No. 71 – DC Defenders
- Position: Offensive tackle
- Roster status: Active

Personal information
- Born: July 8, 2000 (age 26) Silver Spring, Maryland, U.S.
- Listed height: 6 ft 6 in (1.98 m)
- Listed weight: 322 lb (146 kg)

Career information
- High school: Saint Frances Academy (Baltimore, Maryland)
- College: Maryland (2018–2022)
- NFL draft: 2023: 6th round, 186th overall pick

Career history
- Tennessee Titans (2023–2024); DC Defenders (2026–present);

Career NFL statistics as of 2024
- Games played: 15
- Games started: 8
- Stats at Pro Football Reference

= Jaelyn Duncan =

American football player (born 2000)

Jaelyn Alexander Duncan (born July 8, 2000) is an American professional football offensive tackle for the DC Defenders of the United Football League (UFL). He played college football for the Maryland Terrapins and was selected by the Titans in the sixth round of the 2023 NFL draft.

==Early life==
Duncan attended Northern High School in Owings, Maryland for three years, before transferring to Saint Frances Academy in Baltimore, Maryland for his senior year. He was selected to play in the Under Armour All-American Game in 2018. He committed to the University of Maryland, College Park to play college football.

==College career==
After not playing his first year at Maryland in 2018, Duncan took over as the starting left tackle his redshirt freshman year in 2019. As a sophomore in 2020, he started all five of Maryland's games. As a junior in 2021, he played in all 13 games with 13 starts including Maryland's bowl victory over Virginia Tech in the Pinstripe Bowl. Duncan returned to Maryland for his senior season in 2022.

In January 2023, Duncan was invited to participate in both the 2023 Senior Bowl and the 2023 NFL Combine.

==Professional career==

Pre-draft measurables
| Height | Weight | Arm length | Hand span | Wingspan | 40-yard dash | 10-yard split | 20-yard split | Three-cone drill | Vertical jump | Broad jump | Bench press |
| 6 ft 5+5⁄8 in (1.97 m) | 306 lb (139 kg) | 33+5⁄8 in (0.85 m) | 9+1⁄4 in (0.23 m) | 6 ft 7+1⁄8 in (2.01 m) | 5.10 s | 1.78 s | 2.94 s | 7.95 s | 31.5 in (0.80 m) | 9 ft 5 in (2.87 m) | 25 reps |
All values from NFL Combine/Pro Day

=== Tennessee Titans ===
Duncan was drafted by the Tennessee Titans in the sixth round, 186th overall, of the 2023 NFL draft. As a rookie, Duncan appeared in ten games and started five in the 2023 season.

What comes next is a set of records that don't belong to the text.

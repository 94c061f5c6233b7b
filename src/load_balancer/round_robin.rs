//! Round-robin selection over live backends.

use std::sync::Arc;
use crate::load_balancer::backend::Backend;

/// Scan forward from `cursor`, wrapping, and return the index of the first
/// live backend. Visits each slot at most once, so an all-dead slice
/// yields `None` instead of spinning.
pub fn next_live_index(backends: &[Arc<Backend>], cursor: usize) -> Option<usize> {
    let len = backends.len();
    if len == 0 {
        return None;
    }

    (0..len)
        .map(|offset| (cursor + offset) % len)
        .find(|&index| !backends[index].is_dead())
}
//! Self-registration with the balancer.

use reqwest::StatusCode;
use std::net::SocketAddr;
use thiserror::Error;
use url::Url;

use crate::http::Registration;

#[derive(Debug, Error)]
pub enum RegistrationError {
    #[error("invalid url: {0}")]
    InvalidUrl(#[from] url::ParseError),

    #[error("registration request failed: {0}")]
    Http(#[from] reqwest::Error),

    #[error("balancer rejected registration with status {0}")]
    Rejected(StatusCode),
}

/// Externally reachable base URL for a backend bound to `local`.
pub fn advertised_url(host: &str, local: SocketAddr) -> Result<Url, RegistrationError> {
    Ok(Url::parse(&format!("http://{}:{}", host, local.port()))?)
}

/// POST `server_url` to the balancer's registration path.
///
/// Anything but a 200 is an error; callers treat it as fatal.
pub async fn register(
    client: &reqwest::Client,
    balancer_url: &Url,
    registration_path: &str,
    server_url: &Url,
) -> Result<(), RegistrationError> {
    let endpoint = balancer_url.join(registration_path)?;
    let body = Registration {
        server_url: server_url.to_string(),
    };

    tracing::info!(endpoint = %endpoint, server_url = %server_url, "Sending registration");
    let response = client.post(endpoint).json(&body).send().await?;

    if response.status() != StatusCode::OK {
        return Err(RegistrationError::Rejected(response.status()));
    }

    tracing::info!("Successfully registered with load balancer");
    Ok(())
}
//! Demo backend routes.

use axum::{routing::get, Json, Router};

use crate::health::HealthMessage;

pub const HELLO_BODY: &str = "hello world";

/// `/hello` and `/health`, the two paths the balancer relies on.
pub fn router() -> Router {
    Router::new()
        .route("/hello", get(hello))
        .route("/health", get(health))
}

async fn hello() -> &'static str {
    tracing::debug!("Reached /hello");
    HELLO_BODY
}

async fn health() -> Json<HealthMessage> {
    tracing::debug!("Health checking");
    Json(HealthMessage {
        message: "health".to_string(),
    })
}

Duncan appeared in four games at the beginning of the 2024 season, but he suffered a hamstring injury in Week 7 during his start against the Buffalo Bills. He was placed on injured reserve on October 26. He was activated on December 23, playing one more game in Week 17 against the Jacksonville Jaguars. He had three starts during the season.

On August 26, 2025, Duncan was waived by the Titans as part of final roster cuts

=== DC Defenders ===
On January 14, 2026, Duncan was selected by the DC Defenders of the United Football League (UFL).